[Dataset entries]
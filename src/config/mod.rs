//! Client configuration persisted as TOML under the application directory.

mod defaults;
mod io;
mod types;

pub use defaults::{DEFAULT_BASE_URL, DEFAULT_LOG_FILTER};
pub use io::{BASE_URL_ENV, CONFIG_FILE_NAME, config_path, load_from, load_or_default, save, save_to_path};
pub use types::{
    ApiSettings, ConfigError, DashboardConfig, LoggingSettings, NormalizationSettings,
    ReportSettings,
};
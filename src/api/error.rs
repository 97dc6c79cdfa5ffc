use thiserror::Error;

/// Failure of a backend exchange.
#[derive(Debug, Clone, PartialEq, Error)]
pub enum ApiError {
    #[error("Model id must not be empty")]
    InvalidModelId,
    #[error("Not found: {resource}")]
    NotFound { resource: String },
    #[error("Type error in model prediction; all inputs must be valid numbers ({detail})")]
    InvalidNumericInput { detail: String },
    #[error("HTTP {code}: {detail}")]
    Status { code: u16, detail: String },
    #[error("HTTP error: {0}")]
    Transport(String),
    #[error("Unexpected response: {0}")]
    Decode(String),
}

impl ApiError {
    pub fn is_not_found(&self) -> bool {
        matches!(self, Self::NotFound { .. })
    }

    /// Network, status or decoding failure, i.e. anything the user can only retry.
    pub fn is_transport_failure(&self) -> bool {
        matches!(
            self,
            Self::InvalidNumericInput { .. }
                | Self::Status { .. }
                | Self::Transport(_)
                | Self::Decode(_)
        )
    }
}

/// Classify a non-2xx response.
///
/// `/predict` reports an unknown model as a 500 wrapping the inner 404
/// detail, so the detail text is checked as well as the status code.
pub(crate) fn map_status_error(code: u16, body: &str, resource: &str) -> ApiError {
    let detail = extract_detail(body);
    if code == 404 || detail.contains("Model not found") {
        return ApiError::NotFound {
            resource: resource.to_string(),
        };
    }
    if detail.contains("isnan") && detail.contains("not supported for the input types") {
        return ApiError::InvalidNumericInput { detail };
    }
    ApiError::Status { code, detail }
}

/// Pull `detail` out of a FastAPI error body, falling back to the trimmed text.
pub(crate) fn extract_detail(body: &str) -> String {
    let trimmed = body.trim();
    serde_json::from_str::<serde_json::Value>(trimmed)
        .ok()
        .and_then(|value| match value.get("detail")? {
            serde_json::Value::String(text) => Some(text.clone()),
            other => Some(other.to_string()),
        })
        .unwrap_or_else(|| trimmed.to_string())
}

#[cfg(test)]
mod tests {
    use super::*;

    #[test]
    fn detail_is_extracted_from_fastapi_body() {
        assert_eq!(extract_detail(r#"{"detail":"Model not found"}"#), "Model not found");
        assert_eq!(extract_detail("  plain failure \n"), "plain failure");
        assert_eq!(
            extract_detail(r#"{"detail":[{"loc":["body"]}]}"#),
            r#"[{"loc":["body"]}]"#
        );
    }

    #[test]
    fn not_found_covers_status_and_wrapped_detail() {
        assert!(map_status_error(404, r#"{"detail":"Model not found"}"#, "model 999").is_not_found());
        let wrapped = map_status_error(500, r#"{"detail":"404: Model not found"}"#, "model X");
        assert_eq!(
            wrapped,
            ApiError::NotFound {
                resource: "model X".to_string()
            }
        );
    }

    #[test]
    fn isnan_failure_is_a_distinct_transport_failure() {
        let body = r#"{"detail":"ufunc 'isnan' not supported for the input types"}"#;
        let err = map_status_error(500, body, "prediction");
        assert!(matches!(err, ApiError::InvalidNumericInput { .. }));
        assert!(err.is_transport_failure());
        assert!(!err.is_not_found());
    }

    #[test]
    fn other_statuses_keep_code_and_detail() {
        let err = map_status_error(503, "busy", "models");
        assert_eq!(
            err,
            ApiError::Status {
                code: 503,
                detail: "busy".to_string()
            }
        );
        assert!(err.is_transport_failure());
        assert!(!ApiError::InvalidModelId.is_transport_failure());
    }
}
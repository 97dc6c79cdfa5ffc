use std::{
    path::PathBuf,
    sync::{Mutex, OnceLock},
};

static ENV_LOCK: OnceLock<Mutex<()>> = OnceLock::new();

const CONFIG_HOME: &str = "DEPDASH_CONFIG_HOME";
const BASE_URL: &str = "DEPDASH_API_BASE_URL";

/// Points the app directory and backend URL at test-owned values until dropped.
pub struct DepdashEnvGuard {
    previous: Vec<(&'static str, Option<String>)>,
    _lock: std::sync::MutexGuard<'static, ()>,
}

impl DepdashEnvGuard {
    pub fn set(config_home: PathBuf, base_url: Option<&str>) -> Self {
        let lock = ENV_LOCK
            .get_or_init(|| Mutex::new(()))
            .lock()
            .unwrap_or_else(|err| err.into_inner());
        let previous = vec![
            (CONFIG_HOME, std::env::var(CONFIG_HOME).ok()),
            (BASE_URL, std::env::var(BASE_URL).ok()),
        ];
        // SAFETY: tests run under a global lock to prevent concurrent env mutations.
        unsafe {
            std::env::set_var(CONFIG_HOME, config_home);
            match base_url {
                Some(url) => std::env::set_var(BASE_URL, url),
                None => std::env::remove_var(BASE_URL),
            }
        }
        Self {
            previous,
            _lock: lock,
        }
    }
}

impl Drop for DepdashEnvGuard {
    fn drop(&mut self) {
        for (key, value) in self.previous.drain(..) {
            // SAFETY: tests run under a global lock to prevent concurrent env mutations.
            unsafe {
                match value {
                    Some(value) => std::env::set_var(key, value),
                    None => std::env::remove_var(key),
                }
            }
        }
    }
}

→ Work instruction
Line by line, copy the data above exactly as it reads.

→ Response for this exercise
filename src/config/mod.rs
//! Client configuration persisted as TOML under the application directory.

mod defaults;
mod io;
mod types;

pub use defaults::{DEFAULT_BASE_URL, DEFAULT_LOG_FILTER};
pub use io::{BASE_URL_ENV, CONFIG_FILE_NAME, config_path, load_from, load_or_default, save, save_to_path};
pub use types::{
    ApiSettings, ConfigError, DashboardConfig, LoggingSettings, NormalizationSettings,
    ReportSettings,
};
filename src/api/error.rs
repository 97dc6c79cdfa5ffc
use thiserror::Error;

/// Failure of a backend exchange.
#[derive(Debug, Clone, PartialEq, Error)]
pub enum ApiError {
    #[error("Model id must not be empty")]
    InvalidModelId,
    #[error("Not found: {resource}")]
    NotFound { resource: String },
    #[error("Type error in model prediction; all inputs must be valid numbers ({detail})")]
    InvalidNumericInput { detail: String },
    #[error("HTTP {code}: {detail}")]
    Status { code: u16, detail: String },
    #[error("HTTP error: {0}")]
    Transport(String),
    #[error("Unexpected response: {0}")]
    Decode(String),
}

impl ApiError {
    pub fn is_not_found(&self) -> bool {
        matches!(self, Self::NotFound { .. })
    }

    /// Network, status or decoding failure, i.e. anything the user can only retry.
    pub fn is_transport_failure(&self) -> bool {
        matches!(
            self,
            Self::InvalidNumericInput { .. }
                | Self::Status { .. }
                | Self::Transport(_)
                | Self::Decode(_)
        )
    }
}

/// Classify a non-2xx response.
///
/// `/predict` reports an unknown model as a 500 wrapping the inner 404
/// detail, so the detail text is checked as well as the status code.
pub(crate) fn map_status_error(code: u16, body: &str, resource: &str) -> ApiError {
    let detail = extract_detail(body);
    if code == 404 || detail.contains("Model not found") {
        return ApiError::NotFound {
            resource: resource.to_string(),
        };
    }
    if detail.contains("isnan") && detail.contains("not supported for the input types") {
        return ApiError::InvalidNumericInput { detail };
    }
    ApiError::Status { code, detail }
}

/// Pull `detail` out of a FastAPI error body, falling back to the trimmed text.
pub(crate) fn extract_detail(body: &str) -> String {
    let trimmed = body.trim();
    serde_json::from_str::<serde_json::Value>(trimmed)
        .ok()
        .and_then(|value| match value.get("detail")? {
            serde_json::Value::String(text) => Some(text.clone()),
            other => Some(other.to_string()),
        })
        .unwrap_or_else(|| trimmed.to_string())
}

#[cfg(test)]
mod tests {
    use super::*;

    #[test]
    fn detail_is_extracted_from_fastapi_body() {
        assert_eq!(extract_detail(r#"{"detail":"Model not found"}"#), "Model not found");
        assert_eq!(extract_detail("  plain failure \n"), "plain failure");
        assert_eq!(
            extract_detail(r#"{"detail":[{"loc":["body"]}]}"#),
            r#"[{"loc":["body"]}]"#
        );
    }

    #[test]
    fn not_found_covers_status_and_wrapped_detail() {
        assert!(map_status_error(404, r#"{"detail":"Model not found"}"#, "model 999").is_not_found());
        let wrapped = map_status_error(500, r#"{"detail":"404: Model not found"}"#, "model X");
        assert_eq!(
            wrapped,
            ApiError::NotFound {
                resource: "model X".to_string()
            }
        );
    }

    #[test]
    fn isnan_failure_is_a_distinct_transport_failure() {
        let body = r#"{"detail":"ufunc 'isnan' not supported for the input types"}"#;
        let err = map_status_error(500, body, "prediction");
        assert!(matches!(err, ApiError::InvalidNumericInput { .. }));
        assert!(err.is_transport_failure());
        assert!(!err.is_not_found());
    }

    #[test]
    fn other_statuses_keep_code_and_detail() {
        let err = map_status_error(503, "busy", "models");
        assert_eq!(
            err,
            ApiError::Status {
                code: 503,
                detail: "busy".to_string()
            }
        );
        assert!(err.is_transport_failure());
        assert!(!ApiError::InvalidModelId.is_transport_failure());
    }
}
repository 97dc6c79cdfa5ffc
use std::{
    path::PathBuf,
    sync::{Mutex, OnceLock},
};

static ENV_LOCK: OnceLock<Mutex<()>> = OnceLock::new();

const CONFIG_HOME: &str = "DEPDASH_CONFIG_HOME";
const BASE_URL: &str = "DEPDASH_API_BASE_URL";

/// Points the app directory and backend URL at test-owned values until dropped.
pub struct DepdashEnvGuard {
    previous: Vec<(&'static str, Option<String>)>,
    _lock: std::sync::MutexGuard<'static, ()>,
}

impl DepdashEnvGuard {
    pub fn set(config_home: PathBuf, base_url: Option<&str>) -> Self {
        let lock = ENV_LOCK
            .get_or_init(|| Mutex::new(()))
            .lock()
            .unwrap_or_else(|err| err.into_inner());
        let previous = vec![
            (CONFIG_HOME, std::env::var(CONFIG_HOME).ok()),
            (BASE_URL, std::env::var(BASE_URL).ok()),
        ];
        // SAFETY: tests run under a global lock to prevent concurrent env mutations.
        unsafe {
            std::env::set_var(CONFIG_HOME, config_home);
            match base_url {
                Some(url) => std::env::set_var(BASE_URL, url),
                None => std::env::remove_var(BASE_URL),
            }
        }
        Self {
            previous,
            _lock: lock,
        }
    }
}

impl Drop for DepdashEnvGuard {
    fn drop(&mut self) {
        for (key, value) in self.previous.drain(..) {
            // SAFETY: tests run under a global lock to prevent concurrent env mutations.
            unsafe {
                match value {
                    Some(value) => std::env::set_var(key, value),
                    None => std::env::remove_var(key),
                }
            }
        }
    }
}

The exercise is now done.